The changes announced in the Autumn Budget and included in the Finance Bill increase the minimum holding period to two years for sales on or after 6 April 2019. Also, from 29 October 2018, shareholders must be entitled to at least 5% of the distributable profits and 5% of the net assets available for distribution to equity holders in a winding-up, in addition to the existing requirements on share capital and voting rights. 

Prior to the change, a company qualified as a personal company for ER purposes if at least 5% of the ordinary share capital was held by the individual and at least 5% of the voting rights were exercisable by the individual by virtue of that holding, s169S Taxation of Chargeable Gains Act 1992.

This change has caused a considerable level of anxiety as it excludes owners of alphabet shares where dividends have not been paid equally to the shareholders. The papers released at the time of the Autumn Budget indicated that about 1,000 companies would be affected by the change, but we estimated it would be considerably more than that. It seemed therefore that the way the clauses had been drafted had unintentionally cast the net considerably wider than the policy had intended.

The amendment to the Bill is in relation to the personal company definition. The original ownership and voting conditions remain, as do the proposed Budget amendments, but with an alternative to the new test:

“either or both of the following conditions are met—

(i) by virtue of that holding, the individual is beneficially entitled to at least 5% of the profits available for distribution to equity holders and, on a winding up, would be beneficially entitled to at least 5% of assets so available; or
(ii) in the event of a disposal of the whole of the ordinary share capital of the company, the individual would be beneficially entitled to at least 5% of the proceeds.”

This second part to the new test means that where a company with alphabet shares is disposed of, then provided the shareholder receives at least 5% of the proceeds they can qualify for ER, even if they have not received equal dividends.

HMRC will be publishing revised guidance in due course, but in the meantime this amendment will help remove anxiety from those in the process of disposing of their company.

029 Profit Diversion Compliance Facility  

HMRC has launched a disclosure facility for multinational companies that feel they may come within the diverted profits tax (DPT) regime but have not yet regularised the position with HMRC. Guidance on the Profit Diversion Compliance Facility (PDCF).
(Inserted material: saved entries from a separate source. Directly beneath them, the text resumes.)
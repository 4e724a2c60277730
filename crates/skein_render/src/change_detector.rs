//! # Pose Change Detection
//!
//! Tracks the ordered set of attachments visible in the draw order and
//! reports when it changes between frames.
//!
//! Comparison is positional and by identity: the n-th non-empty slot in
//! the draw order is compared against the n-th attachment recorded last
//! frame. Handles compare as integers, so a swap is O(1) per position.
//!
//! A dirty result means upstream batch registrations must be rebuilt.
//! World vertices are refreshed every frame regardless.

use crate::skeleton::{AttachmentId, Skeleton};

/// Detects changes in the draw order's attachment list.
#[derive(Debug, Default)]
pub struct PoseChangeDetector {
    /// Attachments seen on the previous call, in draw order.
    last_attachments: Vec<AttachmentId>,
}

impl PoseChangeDetector {
    /// Creates a detector with an empty history.
    #[must_use]
    pub fn new() -> Self {
        Self::default()
    }

    /// Compares the current draw order against the previous call.
    ///
    /// Returns true if any position holds a different attachment or the
    /// number of attachments changed. The stored list is overwritten in
    /// place.
    pub fn validate(&mut self, skeleton: &Skeleton) -> bool {
        let mut dirty = false;
        let mut count = 0;

        let slots = skeleton.slots();
        for &slot_index in skeleton.draw_order() {
            let Some(attachment) = slots.get(slot_index).and_then(|slot| slot.attachment) else {
                continue;
            };
            match self.last_attachments.get_mut(count) {
                Some(last) if *last == attachment => {}
                Some(last) => {
                    *last = attachment;
                    dirty = true;
                }
                None => {
                    self.last_attachments.push(attachment);
                    dirty = true;
                }
            }
            count += 1;
        }

        if count != self.last_attachments.len() {
            self.last_attachments.truncate(count);
            dirty = true;
        }

        dirty
    }

    /// Attachments recorded by the last call.
    #[must_use]
    pub fn last_attachments(&self) -> &[AttachmentId] {
        &self.last_attachments
    }
}

#[cfg(test)]
mod tests {
    use super::*;
    use crate::skeleton::{Attachment, RegionAttachment, TextureId, TextureRegion};

    fn skeleton_with_slots(names: &[&str]) -> (Skeleton, Vec<AttachmentId>) {
        let mut skeleton = Skeleton::new();
        skeleton.add_bone("root", None).unwrap();
        let mut ids = Vec::new();
        for name in names {
            skeleton.add_slot(name, "root").unwrap();
            let id = skeleton.add_attachment(Attachment::Region(RegionAttachment::new(
                *name,
                TextureRegion::full(TextureId(0)),
                1.0,
                1.0,
            )));
            skeleton.set_attachment(name, Some(id)).unwrap();
            ids.push(id);
        }
        (skeleton, ids)
    }

    #[test]
    fn test_identical_order_is_clean() {
        let (skeleton, _) = skeleton_with_slots(&["a", "b", "c"]);
        let mut detector = PoseChangeDetector::new();

        assert!(detector.validate(&skeleton)); // First sight
        assert!(!detector.validate(&skeleton));
    }

    #[test]
    fn test_replacement_at_same_position_is_dirty() {
        let (mut skeleton, _) = skeleton_with_slots(&["a", "b", "c"]);
        let mut detector = PoseChangeDetector::new();
        detector.validate(&skeleton);

        let x = skeleton.add_attachment(Attachment::Region(RegionAttachment::new(
            "x",
            TextureRegion::full(TextureId(0)),
            1.0,
            1.0,
        )));
        skeleton.set_attachment("b", Some(x)).unwrap();

        assert!(detector.validate(&skeleton));
        assert_eq!(detector.last_attachments()[1], x);
        assert!(!detector.validate(&skeleton));
    }

    #[test]
    fn test_hidden_slot_changes_count() {
        let (mut skeleton, ids) = skeleton_with_slots(&["a", "b", "c"]);
        let mut detector = PoseChangeDetector::new();
        detector.validate(&skeleton);

        skeleton.set_attachment("c", None).unwrap();
        assert!(detector.validate(&skeleton));
        assert_eq!(detector.last_attachments(), &ids[..2]);
    }

    #[test]
    fn test_reordering_is_dirty() {
        let (mut skeleton, _) = skeleton_with_slots(&["a", "b"]);
        let mut detector = PoseChangeDetector::new();
        detector.validate(&skeleton);

        skeleton.draw_order_mut().reverse();
        assert!(detector.validate(&skeleton));
    }

    #[test]
    fn test_out_of_range_draw_order_entry_skipped() {
        let (mut skeleton, ids) = skeleton_with_slots(&["a"]);
        skeleton.draw_order_mut().push(99);
        let mut detector = PoseChangeDetector::new();

        assert!(detector.validate(&skeleton));
        assert_eq!(detector.last_attachments(), &ids[..]);
    }
}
DPT is charged on qualifying profits arising after 1 April 2015. The PDCF enables taxpayers to come forward voluntarily and prepare a report disclosing any outstanding DPT liabilities before HMRC raises a compliance check. In exchange, HMRC is offering lower penalties if registration takes place before 31 December 2019, assuming a review into the DPT position has not already begun, and an opportunity to conclude on DPT matters in a more time-efficient manner. Companies will have six months to file the report after registering.
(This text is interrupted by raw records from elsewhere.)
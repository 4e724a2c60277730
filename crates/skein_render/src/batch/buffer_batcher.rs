//! # Buffer Batcher
//!
//! CPU-side [`Batcher`] that packs every submitted entry into one attribute
//! buffer and one index buffer per frame, split into draw batches.
//!
//! ## Frame Flow
//!
//! ```text
//! begin_frame() ─▶ add_to_batch() × N ─▶ attributes_bytes() / indices() / batches()
//! ```
//!
//! A batch holds up to `max_textures` distinct textures and a single blend
//! mode. Buffers keep their capacity across frames.

use super::layout::BatchVertex;
use super::{AttributeView, Batchable, Batcher, VERTEX_STRIDE};
use crate::config::RenderConfig;
use crate::skeleton::{BlendMode, TextureId};

/// One draw call's worth of indices.
#[derive(Clone, Debug, PartialEq, Eq)]
pub struct DrawBatch {
    /// Blend mode shared by every entry.
    pub blend_mode: BlendMode,
    /// Bound textures; an entry's texture slot indexes this list.
    pub textures: Vec<TextureId>,
    /// First index in the index buffer.
    pub index_start: usize,
    /// Number of indices.
    pub index_count: usize,
}

/// Packs entries into contiguous vertex and index buffers.
#[derive(Debug)]
pub struct BufferBatcher {
    max_textures: usize,
    attributes: Vec<u32>,
    indices: Vec<u32>,
    batches: Vec<DrawBatch>,
}

impl BufferBatcher {
    /// Creates a batcher with room for `initial_vertex_capacity` vertices.
    #[must_use]
    pub fn new(max_textures_per_batch: u16, initial_vertex_capacity: usize) -> Self {
        Self {
            max_textures: usize::from(max_textures_per_batch.max(1)),
            attributes: Vec::with_capacity(initial_vertex_capacity * VERTEX_STRIDE),
            indices: Vec::with_capacity(initial_vertex_capacity * 3 / 2),
            batches: Vec::new(),
        }
    }

    /// Creates a batcher from configuration.
    #[must_use]
    pub fn from_config(config: &RenderConfig) -> Self {
        Self::new(config.max_textures_per_batch, config.initial_vertex_capacity)
    }

    /// Clears all buffers for a new frame.
    pub fn begin_frame(&mut self) {
        self.attributes.clear();
        self.indices.clear();
        self.batches.clear();
    }

    /// Packed attribute words.
    #[must_use]
    pub fn attributes(&self) -> &[u32] {
        &self.attributes
    }

    /// Packed attributes as bytes, ready for upload.
    #[must_use]
    pub fn attributes_bytes(&self) -> &[u8] {
        bytemuck::cast_slice(&self.attributes)
    }

    /// Packed attributes viewed as vertices.
    #[must_use]
    pub fn vertices(&self) -> &[BatchVertex] {
        bytemuck::cast_slice(&self.attributes)
    }

    /// Packed indices.
    #[must_use]
    pub fn indices(&self) -> &[u32] {
        &self.indices
    }

    /// Draw batches in submission order.
    #[must_use]
    pub fn batches(&self) -> &[DrawBatch] {
        &self.batches
    }

    /// Number of packed vertices.
    #[must_use]
    pub fn vertex_count(&self) -> usize {
        self.attributes.len() / VERTEX_STRIDE
    }

    /// Finds or assigns a texture slot, opening a new batch when the blend
    /// mode changes or the current batch is out of texture slots.
    #[allow(clippy::cast_possible_truncation)]
    fn texture_slot(&mut self, texture: TextureId, blend_mode: BlendMode) -> u16 {
        if let Some(batch) = self.batches.last_mut() {
            if batch.blend_mode == blend_mode {
                if let Some(slot) = batch.textures.iter().position(|&t| t == texture) {
                    return slot as u16;
                }
                if batch.textures.len() < self.max_textures {
                    batch.textures.push(texture);
                    return (batch.textures.len() - 1) as u16;
                }
            }
        }

        tracing::trace!(?blend_mode, batches = self.batches.len() + 1, "batch break");
        self.batches.push(DrawBatch {
            blend_mode,
            textures: vec![texture],
            index_start: self.indices.len(),
            index_count: 0,
        });
        0
    }
}

impl Default for BufferBatcher {
    fn default() -> Self {
        Self::from_config(&RenderConfig::default())
    }
}

impl Batcher for BufferBatcher {
    fn add_to_batch<B: Batchable + ?Sized>(&mut self, item: &B) {
        let texture_slot = self.texture_slot(item.texture(), item.blend_mode());

        let vertex_offset = self.attributes.len();
        let index_offset = self.indices.len();
        let index_base = u32::try_from(vertex_offset / VERTEX_STRIDE).unwrap_or(u32::MAX);

        self.attributes
            .resize(vertex_offset + item.vertex_size() * VERTEX_STRIDE, 0);
        self.indices.resize(index_offset + item.index_size(), 0);

        item.pack_index(&mut self.indices, index_offset, index_base);
        item.pack_attributes(
            &mut AttributeView::new(&mut self.attributes),
            vertex_offset,
            texture_slot,
        );

        if let Some(batch) = self.batches.last_mut() {
            batch.index_count += item.index_size();
        }
    }
}

#[cfg(test)]
mod tests {
    use super::*;

    /// A single triangle with fixed geometry.
    struct Triangle {
        texture: TextureId,
        blend_mode: BlendMode,
    }

    impl Triangle {
        fn new(texture: u32) -> Self {
            Self {
                texture: TextureId(texture),
                blend_mode: BlendMode::Normal,
            }
        }
    }

    impl Batchable for Triangle {
        fn index_size(&self) -> usize {
            3
        }

        fn vertex_size(&self) -> usize {
            3
        }

        fn texture(&self) -> TextureId {
            self.texture
        }

        fn blend_mode(&self) -> BlendMode {
            self.blend_mode
        }

        fn pack_index(&self, indices: &mut [u32], offset: usize, index_base: u32) {
            for i in 0..3 {
                indices[offset + i] = index_base + i as u32;
            }
        }

        fn pack_attributes(&self, attributes: &mut AttributeView<'_>, offset: usize, texture_slot: u16) {
            for i in 0..3 {
                attributes.write_vertex(offset + i * VERTEX_STRIDE, i as f32, 0.0, 0.0, 0.0, 0, u32::from(texture_slot) << 16);
            }
        }
    }

    #[test]
    fn test_index_base_advances() {
        let mut batcher = BufferBatcher::new(16, 64);
        batcher.add_to_batch(&Triangle::new(0));
        batcher.add_to_batch(&Triangle::new(0));

        assert_eq!(batcher.indices(), &[0, 1, 2, 3, 4, 5]);
        assert_eq!(batcher.vertex_count(), 6);
        assert_eq!(batcher.attributes_bytes().len(), 6 * 24);
        assert_eq!(batcher.batches().len(), 1);
        assert_eq!(batcher.batches()[0].index_count, 6);
    }

    #[test]
    fn test_textures_share_a_batch() {
        let mut batcher = BufferBatcher::new(16, 64);
        batcher.add_to_batch(&Triangle::new(4));
        batcher.add_to_batch(&Triangle::new(9));
        batcher.add_to_batch(&Triangle::new(4));

        assert_eq!(batcher.batches().len(), 1);
        assert_eq!(batcher.batches()[0].textures, vec![TextureId(4), TextureId(9)]);
        let slots: Vec<u16> = batcher.vertices().iter().map(BatchVertex::texture_slot).collect();
        assert_eq!(slots, [0, 0, 0, 1, 1, 1, 0, 0, 0]);
    }

    #[test]
    fn test_texture_overflow_breaks_batch() {
        let mut batcher = BufferBatcher::new(1, 64);
        batcher.add_to_batch(&Triangle::new(1));
        batcher.add_to_batch(&Triangle::new(2));

        let batches = batcher.batches();
        assert_eq!(batches.len(), 2);
        assert_eq!(batches[1].index_start, 3);
        assert_eq!(batches[1].textures, vec![TextureId(2)]);
    }

    #[test]
    fn test_blend_change_breaks_batch() {
        let mut batcher = BufferBatcher::new(16, 64);
        batcher.add_to_batch(&Triangle::new(1));
        batcher.add_to_batch(&Triangle {
            texture: TextureId(1),
            blend_mode: BlendMode::Additive,
        });

        assert_eq!(batcher.batches().len(), 2);
        assert_eq!(batcher.batches()[1].blend_mode, BlendMode::Additive);
    }

    #[test]
    fn test_begin_frame_keeps_capacity() {
        let mut batcher = BufferBatcher::new(16, 0);
        for _ in 0..10 {
            batcher.add_to_batch(&Triangle::new(0));
        }
        let capacity = batcher.attributes.capacity();

        batcher.begin_frame();
        assert!(batcher.indices().is_empty());
        assert!(batcher.batches().is_empty());
        assert_eq!(batcher.attributes.capacity(), capacity);
    }
}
The structure of the PDCF seems to be appropriate for a multinational company which has concluded it has an actual DPT liability that is not capable of being eliminated by a transfer pricing adjustment, subject to the following:

  1. The statutory threshold for DPT notification is wider than the threshold for an actual DPT liability. A multinational company which has concluded that it has not complied with a statutory DPT notification, but considers it has an arguable case that there is no actual DPT liability, may see the PDCF as unsuitable. 
  2. A multinational company which has concluded that it may have a DPT liability but would expect the DPT liability to be reduced to nil by a transfer pricing adjustment, may take steps in relation to transfer pricing rather than enter into the PDCF.

We are not sure there are enough benefits in the PDCF to create sufficient incentive for a multinational company to consider using it. 

We expect HMRC to issue so-called ‘nudge’ letters to businesses it considers should either use the facility or which need to review their affairs and potentially make a voluntary disclosure.

If any readers are considering using the PDCF, or use it in the future, please get in touch with me at the Tax Faculty with relevant details, so that we can understand how the new facility is working in practice. I would also be interested in information about DPT more generally, as well as about this new disclosure facility in particular.

Contributed by Ian Young

028 Carried-forward corporation tax losses: new guidance 
  HMRC has published new guidance in relation to the changes made to carried forward corporation tax losses in Finance (No 2) Act 2017. This follows concerns raised by ICAEW in ICAEW rep 110/18.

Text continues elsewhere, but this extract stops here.